- [WHAT THE TASK ASKS]: Within the listing below, filter for "returning" and copy every matching line.

SUPPLIED RECORDS START

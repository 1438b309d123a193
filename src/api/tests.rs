use super::*;
use crate::client::MockStatsProvider;
use crate::metrics::FixedClock;
use crate::types::{MetricType, PlayerGeneralMetrics, RawRow, TimelineType};
use chrono::NaiveDate;
use mockall::predicate::eq;
use serde_json::{json, Value};

async fn spawn_app(provider: MockStatsProvider) -> (String, Arc<AppState>) {
    let clock = FixedClock(NaiveDate::from_ymd_opt(2024, 7, 4).unwrap());
    let state = Arc::new(
        AppState::new(Arc::new(provider), Arc::new(ModelRegistry::new()))
            .with_clock(Arc::new(clock)),
    );

    let listener = tokio::net::TcpListener::bind("127.0.0.1:0").await.unwrap();
    let addr = listener.local_addr().unwrap();
    let app = create_router(state.clone());
    tokio::spawn(async move { axum::serve(listener, app).await });

    (format!("http://{}/api/v1", addr), state)
}

async fn get(url: &str) -> (u16, Value) {
    let resp = reqwest::get(url).await.unwrap();
    let status = resp.status().as_u16();
    (status, resp.json().await.unwrap())
}

async fn post(url: &str, body: &Value) -> (u16, Value) {
    let resp = reqwest::Client::new().post(url).json(body).send().await.unwrap();
    let status = resp.status().as_u16();
    (status, resp.json().await.unwrap())
}

fn row(value: Value) -> RawRow {
    match value {
        Value::Object(map) => map,
        _ => panic!("not an object"),
    }
}

fn pitch(i: usize, description: &str) -> Value {
    let whiff = description == "swinging_strike";
    json!({
        "pitch_type": (["FF", "SL", "CH"][i % 3]),
        "release_speed": 88.0 + (i % 9) as f64,
        "release_pos_x": -1.7,
        "release_pos_y": 54.1 + (i % 4) as f64 * 0.1,
        "release_spin_rate": 2200 + (i % 11) * 20,
        "spin_axis": 200 + (i % 5) * 15,
        "p_throws": "L",
        "plate_x": if whiff { 0.9 } else { -0.2 } + (i % 6) as f64 * 0.05,
        "plate_z": 2.2 + (i % 5) as f64 * 0.1,
        "vx0": 5.0,
        "vy0": -131.0 - (i % 3) as f64,
        "vz0": -4.0,
        "ax": if whiff { -3.0 } else { -9.0 },
        "ay": 29.0,
        "az": -14.0 + (i % 7) as f64 * 0.3,
        "description": description,
        "game_date": "2017-06-01"
    })
}

fn training_rows() -> Vec<Value> {
    (0..60)
        .map(|i| pitch(i, if i % 5 < 3 { "hit_into_play" } else { "swinging_strike" }))
        .collect()
}

#[tokio::test]
async fn test_health() {
    let (base, _) = spawn_app(MockStatsProvider::new()).await;
    let health = base.trim_end_matches("/api/v1").to_string() + "/health";

    let resp = reqwest::get(&health).await.unwrap();
    assert_eq!(resp.status().as_u16(), 200);
    assert_eq!(resp.text().await.unwrap(), "OK");
}

#[tokio::test]
async fn test_player_id_lookup() {
    let mut provider = MockStatsProvider::new();
    provider
        .expect_player_id()
        .times(1)
        .returning(|last, first, num| {
            if last == "Sale" && first == "Chris" && num == 0 {
                Ok(519242)
            } else {
                Err(MetricsError::NotFound("no match".to_string()))
            }
        });
    let (base, _) = spawn_app(provider).await;

    let (status, body) = get(&format!("{}/player-id?last_name=Sale&first_name=Chris", base)).await;
    assert_eq!(status, 200);
    assert_eq!(body, json!({ "player_id": 519242 }));
}

#[tokio::test]
async fn test_player_id_missing_name() {
    let (base, _) = spawn_app(MockStatsProvider::new()).await;

    let (status, body) = get(&format!("{}/player-id?last_name=Sale", base)).await;
    assert_eq!(status, 400);
    assert_eq!(body["error"], "Missing last name or first name");
}

#[tokio::test]
async fn test_player_id_not_found() {
    let mut provider = MockStatsProvider::new();
    provider.expect_player_id().returning(|_, _, _| {
        Err(MetricsError::NotFound(
            "Player ID lookup failed. No player found with the given name.".to_string(),
        ))
    });
    let (base, _) = spawn_app(provider).await;

    let (status, body) =
        get(&format!("{}/player-id?last_name=Nobody&first_name=Nope&player_num=2", base)).await;
    assert_eq!(status, 404);
    assert!(body["error"].as_str().unwrap().contains("No player found"));
}

#[tokio::test]
async fn test_general_metrics_rejects_bad_timeline() {
    let (base, _) = spawn_app(MockStatsProvider::new()).await;

    let (status, _) = get(&format!("{}/player-general-metrics", base)).await;
    assert_eq!(status, 400);

    let (status, _) =
        get(&format!("{}/player-general-metrics?player_id=1&timeline_type=decade", base)).await;
    assert_eq!(status, 400);

    let (status, body) = get(&format!("{}/player-general-metrics?player_id=abc", base)).await;
    assert_eq!(status, 400);
    assert!(body["error"].as_str().unwrap().contains("player_id"));
}

#[tokio::test]
async fn test_career_timeline_active_player_uses_today() {
    let mut provider = MockStatsProvider::new();
    provider
        .expect_player_general_metrics()
        .with(eq(519242), eq(TimelineType::Career))
        .returning(|id, _| {
            Ok(PlayerGeneralMetrics {
                id,
                first_name: "Chris".to_string(),
                last_name: "Sale".to_string(),
                active: true,
                mlb_debut: Some("2010-08-06".to_string()),
                last_played: None,
                ..Default::default()
            })
        });
    let (base, _) = spawn_app(provider).await;

    let (status, body) = get(&format!("{}/player-career-timeline?player_id=519242", base)).await;
    assert_eq!(status, 200);
    assert_eq!(
        body,
        json!({ "mlb_debut": "2010-08-06", "last_played": "2024-07-04" })
    );
}

#[tokio::test]
async fn test_career_timeline_from_posted_metrics() {
    let (base, _) = spawn_app(MockStatsProvider::new()).await;

    let retired = json!({
        "id": 112526,
        "first_name": "Bartolo",
        "last_name": "Colon",
        "mlb_debut": "1997-04-04",
        "last_played": "2018-09-30"
    });
    let (status, body) = post(&format!("{}/player-career-timeline", base), &retired).await;
    assert_eq!(status, 200);
    assert_eq!(body["last_played"], "2018-09-30");

    let (status, _) = post(&format!("{}/player-career-timeline", base), &json!({ "id": 1 })).await;
    assert_eq!(status, 400);
}

#[tokio::test]
async fn test_specific_metrics_validation() {
    let (base, _) = spawn_app(MockStatsProvider::new()).await;

    let (status, body) = get(&format!("{}/player-specific-metrics?player_id=1", base)).await;
    assert_eq!(status, 400);
    assert_eq!(body["error"], "Missing required parameters");

    let (status, body) = get(&format!(
        "{}/player-specific-metrics?player_id=1&metric_type=fielding&start_dt=2017-06-01&end_dt=2017-06-02",
        base
    ))
    .await;
    assert_eq!(status, 400);
    assert!(body["error"].as_str().unwrap().contains("metric_type"));

    let (status, _) = get(&format!(
        "{}/player-specific-metrics?player_id=1&metric_type=batting&start_dt=06/01/2017&end_dt=2017-06-02",
        base
    ))
    .await;
    assert_eq!(status, 400);
}

#[tokio::test]
async fn test_plate_crossing_defaults_to_pitching() {
    let mut provider = MockStatsProvider::new();
    provider
        .expect_player_specific_metrics()
        .withf(|id, metric_type, start, end| {
            *id == 519242
                && *metric_type == MetricType::Pitching
                && start.to_string() == "2017-06-01"
                && end.to_string() == "2017-06-30"
        })
        .returning(|_, _, _, _| {
            Ok(vec![
                row(json!({ "pitch_type": "FF", "plate_x": 0.1, "plate_z": 2.5 })),
                row(json!({ "pitch_type": "SL", "plate_x": null, "plate_z": 1.9 })),
                row(json!({ "pitch_type": "CH", "plate_z": 2.0 })),
            ])
        });
    let (base, _) = spawn_app(provider).await;

    let (status, body) = get(&format!(
        "{}/plate-crossing-metrics?player_id=519242&start_dt=2017-06-01&end_dt=2017-06-30",
        base
    ))
    .await;
    assert_eq!(status, 200);
    let rows = body.as_array().unwrap();
    assert_eq!(rows.len(), 1);
    assert_eq!(rows[0]["pitch_type"], "FF");
}

#[tokio::test]
async fn test_pitcher_model_data_selects_modeled_rows() {
    let (base, _) = spawn_app(MockStatsProvider::new()).await;
    let rows = json!([pitch(0, "ball"), pitch(1, "hit_into_play"), pitch(2, "swinging_strike")]);

    let (status, body) = post(&format!("{}/pitcher-model-data", base), &rows).await;
    assert_eq!(status, 200);
    let selected = body.as_array().unwrap();
    assert_eq!(selected.len(), 2);
    assert_eq!(selected[0].as_object().unwrap().len(), 16);
    assert!(selected[0].get("game_date").is_none());

    let mut incomplete = pitch(3, "hit_into_play");
    incomplete.as_object_mut().unwrap().remove("az");
    let (status, body) = post(&format!("{}/pitcher-model-data", base), &json!([incomplete])).await;
    assert_eq!(status, 400);
    assert!(body["error"].as_str().unwrap().contains("az"));
}

#[tokio::test]
async fn test_train_then_predict() {
    let (base, state) = spawn_app(MockStatsProvider::new()).await;

    let request = json!({ "model_type": "logistic_regression", "data": training_rows() });
    let (status, body) = post(&format!("{}/train-model", base), &request).await;
    assert_eq!(status, 200);
    let accuracy = body["accuracy"].as_f64().unwrap();
    assert!((0.0..=1.0).contains(&accuracy));
    assert_eq!(state.registry().len(), 1);

    let model_uuid = body["model_uuid"].as_str().unwrap().to_string();
    let data = json!([pitch(100, "hit_into_play"), pitch(101, "swinging_strike")]);
    let (status, body) = post(
        &format!("{}/predict", base),
        &json!({ "model_uuid": model_uuid, "data": data }),
    )
    .await;
    assert_eq!(status, 200);
    assert_eq!(body["prediction"].as_array().unwrap().len(), 2);
    for probas in body["prediction_probas"].as_array().unwrap() {
        let sum: f64 = probas.as_array().unwrap().iter().filter_map(Value::as_f64).sum();
        assert!((sum - 1.0).abs() < 1e-6);
    }
}

#[tokio::test]
async fn test_train_rejects_unknown_model() {
    let (base, state) = spawn_app(MockStatsProvider::new()).await;

    let request = json!({ "model_type": "unsupported_model", "data": training_rows() });
    let (status, body) = post(&format!("{}/train-model", base), &request).await;
    assert_eq!(status, 400);
    assert!(body["error"].as_str().unwrap().contains("invalid model type"));
    assert!(state.registry().is_empty());
}

#[tokio::test]
async fn test_train_without_modeled_rows() {
    let (base, _) = spawn_app(MockStatsProvider::new()).await;

    let data: Vec<Value> = (0..10).map(|i| pitch(i, "ball")).collect();
    let request = json!({ "model_type": "random_forest", "data": data });
    let (status, _) = post(&format!("{}/train-model", base), &request).await;
    assert_eq!(status, 400);
}

#[tokio::test]
async fn test_predict_unknown_model() {
    let (base, _) = spawn_app(MockStatsProvider::new()).await;

    let request = json!({
        "model_uuid": "9f1c1f3e-52b4-4a8e-9a55-2b7f0c1d9e10",
        "data": [pitch(0, "hit_into_play")]
    });
    let (status, body) = post(&format!("{}/predict", base), &request).await;
    assert_eq!(status, 404);
    assert!(body["error"].as_str().unwrap().contains("Model not found"));
}

#[tokio::test]
async fn test_malformed_body_is_json_error() {
    let (base, _) = spawn_app(MockStatsProvider::new()).await;

    let resp = reqwest::Client::new()
        .post(format!("{}/predict", base))
        .header("content-type", "application/json")
        .body("{not json")
        .send()
        .await
        .unwrap();
    assert_eq!(resp.status().as_u16(), 400);
    let body: Value = resp.json().await.unwrap();
    assert!(body.get("error").is_some());
}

SUPPLIED RECORDS END

- [ANSWER TO THIS PROBLEM]:
        .returning(|last, first, num| {
    provider.expect_player_id().returning(|_, _, _| {
        .returning(|id, _| {
        .returning(|_, _, _, _| {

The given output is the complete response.